Mieux ici qu'en face


Il s'agit du nom du bar qui se trouve en face de la prison de la santé à Paris. Je ne suis pas certain qu'il existe encore mais pendant des décennies, c'est là que les familles attendaient la sortie de leurs parents incarcérés. J'ai toujours trouvé cette note d'humour particulièrement savoureuse.

Comme à peu près tous les samedis matin, je me suis rendu tout à l'heure à la maison d'arrêt du Pontet pour y visiter mes clients incarcérés.

Cela fait bientôt 25 ans que je fréquente les maisons d'arrêt de France et de Navarre, et, décidément, je ne m'y ferai jamais.

Même avec l'habitude, et avec la certitude de ressortir quand bon me semblera, il n'en reste pas moins que dès que l'on passe le premier mur d'enceinte, on sent une sorte d'oppression vous assaillir qui ne vous quittera que lorsque vous vous serez extrait de ce lieu.

Je satisfais aux obligations de sécurité et je me dirige vers la salle qui est réservée aux entretiens entre les avocats et leurs clients.

Pour les détenus, cela ressemble un peu aux couloirs de l'espoir. Espoir d'avoir une bonne nouvelle de la part de son avocat, ou simplement la certitude d'un moment d'humanité partagée dans un monde qui ne l’est guère.

C'est tellement vrai, que la plupart de ceux que je suis amené à rencontrer n'ont pas vu leur dossier particulièrement avancer de sorte que je n'ai pas grand-chose à leur dire sur la procédure qui les concerne. Il s'agit plutôt de quelques minutes au cours desquelles le détenu va pouvoir, en quelque sorte, s'évader de son univers en étant en contact avec quelqu'un qui n'appartient pas à ce lieu. En partageant les instants d'un homme libre, vous vous libérez un peu.

On trouve, dans les maisons d'arrêt, toutes sortes de détenus.

Il y a les habitués. Ceux dont on a l'impression qu'ils se sentent presque aussi bien à l'intérieur de ce lieu qu'en liberté. Il s'agit souvent d'une façade qui colle au personnage qu'ils se sont forgés.

Et puis il y a la cohorte de ceux qui n'ont rien à faire là.

Les honnêtes gens qui ont, une fois dans leur vie, commis une infraction et qui se retrouvent catapulté dans un monde qui n'est pas le leur. On les reconnaît vite à leur regard. Ils sont perdus, inquiet, et ne parlent généralement à personne.

Et puis, il y a ceux dont la place serait plutôt dans un établissement psychiatrique, mais que la psychiatrie ne peut ou ne veut pas prendre en charge.
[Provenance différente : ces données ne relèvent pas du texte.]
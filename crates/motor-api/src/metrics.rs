//! Metrics middleware and instrumentation for the motor API.
//!
//! - Request duration and throughput per matched endpoint
//! - Motor data lookups by provider and outcome

use std::sync::OnceLock;
use std::time::Instant;

use axum::extract::{MatchedPath, Request};
use axum::http::StatusCode;
use axum::middleware::Next;
use axum::response::{IntoResponse, Response};
use metrics::{counter, describe_counter, describe_histogram, histogram};
use metrics_exporter_prometheus::{PrometheusBuilder, PrometheusHandle};

/// API request duration histogram.
pub const API_REQUEST_DURATION: &str = "api_request_duration_seconds";

/// API request counter.
pub const API_REQUEST_TOTAL: &str = "api_request_total";

/// Motor data lookup counter.
pub const MOTOR_DATA_LOOKUPS: &str = "motor_data_lookups_total";

const UNMATCHED_ENDPOINT: &str = "unmatched";

static PROMETHEUS_HANDLE: OnceLock<PrometheusHandle> = OnceLock::new();

/// Initializes the global metrics recorder with Prometheus exporter.
///
/// Safe to call multiple times; subsequent calls return the same handle.
/// If another global recorder is already installed, the returned handle
/// renders an empty registry.
pub fn init_metrics() -> PrometheusHandle {
    PROMETHEUS_HANDLE
        .get_or_init(|| {
            let handle = match PrometheusBuilder::new().install_recorder() {
                Ok(handle) => handle,
                Err(e) => {
                    tracing::warn!(error = %e, "prometheus recorder not installed");
                    PrometheusBuilder::new().build_recorder().handle()
                }
            };

            describe_histogram!(API_REQUEST_DURATION, "Duration of API requests in seconds");
            describe_counter!(API_REQUEST_TOTAL, "Total number of API requests");
            describe_counter!(
                MOTOR_DATA_LOOKUPS,
                "Total number of motor data lookups delegated to the data service"
            );

            tracing::info!("Prometheus metrics recorder initialized");
            handle
        })
        .clone()
}

/// Returns the global Prometheus handle, if initialized.
#[must_use]
pub fn prometheus_handle() -> Option<PrometheusHandle> {
    PROMETHEUS_HANDLE.get().cloned()
}

pub(crate) fn endpoint_label<B>(request: &Request<B>) -> String {
    request.extensions().get::<MatchedPath>().map_or_else(
        || UNMATCHED_ENDPOINT.to_string(),
        |path| path.as_str().to_string(),
    )
}

/// Middleware that records request metrics.
///
/// Captures:
/// - `api_request_duration_seconds{endpoint, method, status_class}`
/// - `api_request_total{endpoint, method, status_class}`
pub async fn metrics_middleware(request: Request, next: Next) -> Response {
    let start = Instant::now();
    let endpoint = endpoint_label(&request);
    let method = request.method().to_string();

    let response = next.run(request).await;

    let duration = start.elapsed().as_secs_f64();
    let status_class = status_class(response.status());
    let labels = [
        ("endpoint", endpoint.clone()),
        ("method", method.clone()),
        ("status_class", status_class.to_string()),
    ];

    histogram!(API_REQUEST_DURATION, &labels).record(duration);
    counter!(API_REQUEST_TOTAL, &labels).increment(1);

    if duration > 1.0 {
        tracing::warn!(
            endpoint = %endpoint,
            method = %method,
            status = response.status().as_u16(),
            duration_secs = %duration,
            "Slow request detected"
        );
    }

    response
}

/// Returns the status class (2xx, 3xx, 4xx, 5xx) for a status code.
pub(crate) fn status_class(status: StatusCode) -> &'static str {
    match status.as_u16() {
        100..=199 => "1xx",
        200..=299 => "2xx",
        300..=399 => "3xx",
        400..=499 => "4xx",
        500..=599 => "5xx",
        _ => "unknown",
    }
}

/// Handler for the `/metrics` endpoint.
pub async fn serve_metrics() -> impl IntoResponse {
    prometheus_handle().map_or_else(
        || {
            (
                StatusCode::SERVICE_UNAVAILABLE,
                [("content-type", "text/plain; charset=utf-8")],
                "Metrics not initialized".to_string(),
            )
        },
        |handle| {
            (
                StatusCode::OK,
                [("content-type", "text/plain; charset=utf-8")],
                handle.render(),
            )
        },
    )
}

/// Records a delegated motor data lookup.
pub fn record_motor_data_lookup(provider: &'static str, status: StatusCode) {
    counter!(
        MOTOR_DATA_LOOKUPS,
        "provider" => provider,
        "status_class" => status_class(status)
    )
    .increment(1);
}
Ils ont souvent le regard vitreux, ils sont bourrés de cachets, et moi qui viens tôt le matin, je me rends compte que pour nombre d'entre eux, l'effet des somnifères qu'ils ont pris la veille ne s'est toujours pas estompé.

Comme l'administration pénitentiaire n'est pas équipé n'a pas vocation à soigner les malades, par principe de précaution, ils sont abrutis par la chimie, afin de ne pas poser de problèmes de comportement.

Pour certains d'entre eux, je sais que les mots que je leur prononce n'atteindront jamais leur conscience. Mais je suis sûr que le simple fait d'entendre le son de ma voix et de pouvoir échanger avec moi représente pour eux un moment important dans leur vie carcérale.

Pour les pénalistes du coin, c'est aussi l'occasion de se retrouver et de faire, en quelque sorte, corps pour passer ce moment si curieux, ou la phrase d'Henri Leclerc qui traite les avocats pénaliste de mendiants d'humanité prend tout son sens.

Le dernier détenu que j'avais visité quitte le boxe et je récupère mes affaires pour retrouver le chemin de la liberté.

Les avocats font partis des rares personnes à pouvoir dire qu'ils ont ressenti ce que représentait la privation de liberté.

Après avoir récupéré mes affaires au vestiaire, la dernière porte s'ouvre et je prends un grand bol d'air, frais et libre.